Die Forschungen im trügerischen Mäanders hätten, wenn alles normal verlaufen wäre, irgendwo in unserer Jahreszusammenfassung unter „Sonstige Höhlen” beiläufig Erwähnung gefunden: „Entdeckung und Erforschung bei Oberflächenarbeiten im Jahr 2006, Vermessung der ca. 60m langen Höhle bei der ersten Forschungstour im Jahr 2008.”

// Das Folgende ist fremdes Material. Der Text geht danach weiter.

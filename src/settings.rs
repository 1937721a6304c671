//! Model settings and file-backed configuration
//!
//! [`Settings`] holds metadata consumed by collaborators outside this crate
//! (sampler block counts, forecast switches). [`ModelConfig`] is what a
//! [`Model`](crate::model::Model) is built from and can be read from JSON.

use std::collections::BTreeMap;
use std::fmt;
use std::fs;
use std::path::Path;

use serde::{Deserialize, Serialize};

use crate::error::{ModelError, Result};
use crate::steady_state::SolverOptions;

/// Value of a setting
#[derive(Debug, Clone, PartialEq, Serialize, Deserialize)]
#[serde(untagged)]
pub enum SettingValue {
    Bool(bool),
    Int(i64),
    Float(f64),
    Text(String),
}

impl SettingValue {
    pub fn as_bool(&self) -> Option<bool> {
        match self {
            SettingValue::Bool(b) => Some(*b),
            _ => None,
        }
    }

    pub fn as_int(&self) -> Option<i64> {
        match self {
            SettingValue::Int(i) => Some(*i),
            _ => None,
        }
    }

    /// Numeric value; integers are widened
    pub fn as_float(&self) -> Option<f64> {
        match self {
            SettingValue::Float(x) => Some(*x),
            SettingValue::Int(i) => Some(*i as f64),
            _ => None,
        }
    }

    pub fn as_text(&self) -> Option<&str> {
        match self {
            SettingValue::Text(s) => Some(s),
            _ => None,
        }
    }
}

impl fmt::Display for SettingValue {
    fn fmt(&self, f: &mut fmt::Formatter<'_>) -> fmt::Result {
        match self {
            SettingValue::Bool(b) => write!(f, "{}", b),
            SettingValue::Int(i) => write!(f, "{}", i),
            SettingValue::Float(x) => write!(f, "{}", x),
            SettingValue::Text(s) => f.write_str(s),
        }
    }
}

/// A named setting
#[derive(Debug, Clone, PartialEq, Serialize, Deserialize)]
pub struct Setting {
    pub key: String,
    pub value: SettingValue,
    pub description: String,
}

impl Setting {
    pub fn new(key: &str, value: SettingValue, description: &str) -> Self {
        Self {
            key: key.to_string(),
            value,
            description: description.to_string(),
        }
    }
}

/// Settings keyed by name
#[derive(Debug, Clone, Default, PartialEq, Serialize, Deserialize)]
pub struct Settings {
    settings: BTreeMap<String, Setting>,
}

impl Settings {
    pub fn new() -> Self {
        Self::default()
    }

    /// The settings every model starts with
    pub fn defaults() -> Self {
        let mut settings = Self::new();
        let defaults = [
            Setting::new(
                "n_mh_blocks",
                SettingValue::Int(1),
                "Number of blocks for Metropolis-Hastings",
            ),
            Setting::new(
                "mh_cc",
                SettingValue::Float(0.09),
                "Jump size for Metropolis-Hastings",
            ),
            Setting::new(
                "use_population_forecast",
                SettingValue::Bool(true),
                "Whether to use population forecasts as data",
            ),
            Setting::new(
                "reoptimize",
                SettingValue::Bool(true),
                "Whether to reoptimize the posterior mode",
            ),
        ];
        for setting in defaults {
            settings.settings.insert(setting.key.clone(), setting);
        }
        settings
    }

    /// Add a new setting
    ///
    /// # Errors
    ///
    /// `DuplicateKey` if a setting with the same key exists; use
    /// [`Settings::set`] to change an existing value.
    pub fn add_setting(&mut self, setting: Setting) -> Result<()> {
        if self.settings.contains_key(&setting.key) {
            return Err(ModelError::DuplicateKey(setting.key));
        }
        self.settings.insert(setting.key.clone(), setting);
        Ok(())
    }

    /// Replace the value of an existing setting
    pub fn set(&mut self, key: &str, value: SettingValue) -> Result<()> {
        match self.settings.get_mut(key) {
            Some(setting) => {
                setting.value = value;
                Ok(())
            }
            None => Err(ModelError::UnknownKey(key.to_string())),
        }
    }

    pub fn get(&self, key: &str) -> Option<&Setting> {
        self.settings.get(key)
    }

    pub fn value(&self, key: &str) -> Option<&SettingValue> {
        self.get(key).map(|s| &s.value)
    }

    pub fn len(&self) -> usize {
        self.settings.len()
    }

    pub fn is_empty(&self) -> bool {
        self.settings.is_empty()
    }

    /// Settings in key order
    pub fn iter(&self) -> impl Iterator<Item = &Setting> {
        self.settings.values()
    }
}

fn default_n_sectors() -> i64 {
    1
}

fn default_subspec() -> String {
    "ss0".to_string()
}

/// Everything needed to construct a model instance
///
/// Missing JSON fields take their defaults.
///
/// # Examples
///
/// ```
/// use dsge_core::settings::{ModelConfig, SettingValue};
///
/// let config = ModelConfig::from_json(r#"{ "n_sectors": 3, "settings": { "n_mh_blocks": 4 } }"#).unwrap();
/// assert_eq!(config.n_sectors, 3);
/// assert_eq!(config.subspec, "ss0");
/// assert_eq!(config.settings["n_mh_blocks"], SettingValue::Int(4));
/// ```
#[derive(Debug, Clone, PartialEq, Serialize, Deserialize)]
pub struct ModelConfig {
    /// Number of productive sectors
    #[serde(default = "default_n_sectors")]
    pub n_sectors: i64,

    /// Sub-specification identifier
    #[serde(default = "default_subspec")]
    pub subspec: String,

    /// Root-finding controls for the steady-state solve
    #[serde(default)]
    pub solver: SolverOptions,

    /// Values replacing the default settings
    #[serde(default)]
    pub settings: BTreeMap<String, SettingValue>,
}

impl Default for ModelConfig {
    fn default() -> Self {
        Self {
            n_sectors: default_n_sectors(),
            subspec: default_subspec(),
            solver: SolverOptions::default(),
            settings: BTreeMap::new(),
        }
    }
}

impl ModelConfig {
    pub fn from_json(json: &str) -> Result<Self> {
        Ok(serde_json::from_str(json)?)
    }

    /// Read a configuration from a JSON file
    pub fn load<P: AsRef<Path>>(path: P) -> Result<Self> {
        let json = fs::read_to_string(path)?;
        Self::from_json(&json)
    }

    pub fn to_json(&self) -> Result<String> {
        Ok(serde_json::to_string_pretty(self)?)
    }

    /// Default settings with this configuration's overrides applied
    pub(crate) fn resolve_settings(&self) -> Result<Settings> {
        let mut settings = Settings::defaults();
        for (key, value) in &self.settings {
            settings.set(key, value.clone())?;
        }
        Ok(settings)
    }
}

Doch schon der Name der Höhle „trügerischer” Mäander läßt erahnen, das in dieser Höhle nichts so gekommen ist, wie man es erwartet hätte.
Während wir bei der Entdeckung die Hoffnung hatten, ein neues Objekt mit viel Potential gefunden zu haben, war die Ersterkundung um so enttäuschender, denn die flachen Räume welche sich am Grund eines 18m tiefen Schachts anschlossen, schienen durch viel Verbruch vollständig blockiert zu sein, hoffnungsvolle Fortsetzungen - Fehlanzeige!
Knapp zwei Jahre später sollte die Vermessung erfolgen - Routine, ohne jegliche Erwartungen war es reine Pflichtarbeit die sich für einen ganz entspannenden zweiten Forschungstag anbot. Doch wieder sollte alles ganz anders kommen und der trügerische Mäander sollte, für uns völlig unvorbereitet, erste Geheimnisse preisgeben.
Doch gehen wir zunächst in das Jahr 2006 zurück, in jenes turbulente Forschungsjahr in dem sich die Ereignisse zu überschlagen schienen...

2006
Das Schneeloch und die Gamskareishöhle bewegen sich in diesen Tagen rasch aufeinander zu, denn in beiden Höhlen arbeiten verschiedene Teams fieberhaft auf einen Zusammenschluß hin. Die Entfernung schrumpft praktisch mit jeder Tour: Meter um Meter, wie beim Vortrieb der großen Tunnel rücken die Höhlen näher zusammen und es scheint nur eine Frage der Zeit zu sein, bis sich die Teams die Hände reichen können...
2006 ist aber auch das Jahr der Oberflächenarbeiten: beflügelt durch die Entdeckung des Brillenschachts, werden auf der Suche nach weiteren höher gelegenen Schneelocheinstiegen bald neue Schächte entdeckt und in der Folge erforscht, einer davon: der trügerische Mäander.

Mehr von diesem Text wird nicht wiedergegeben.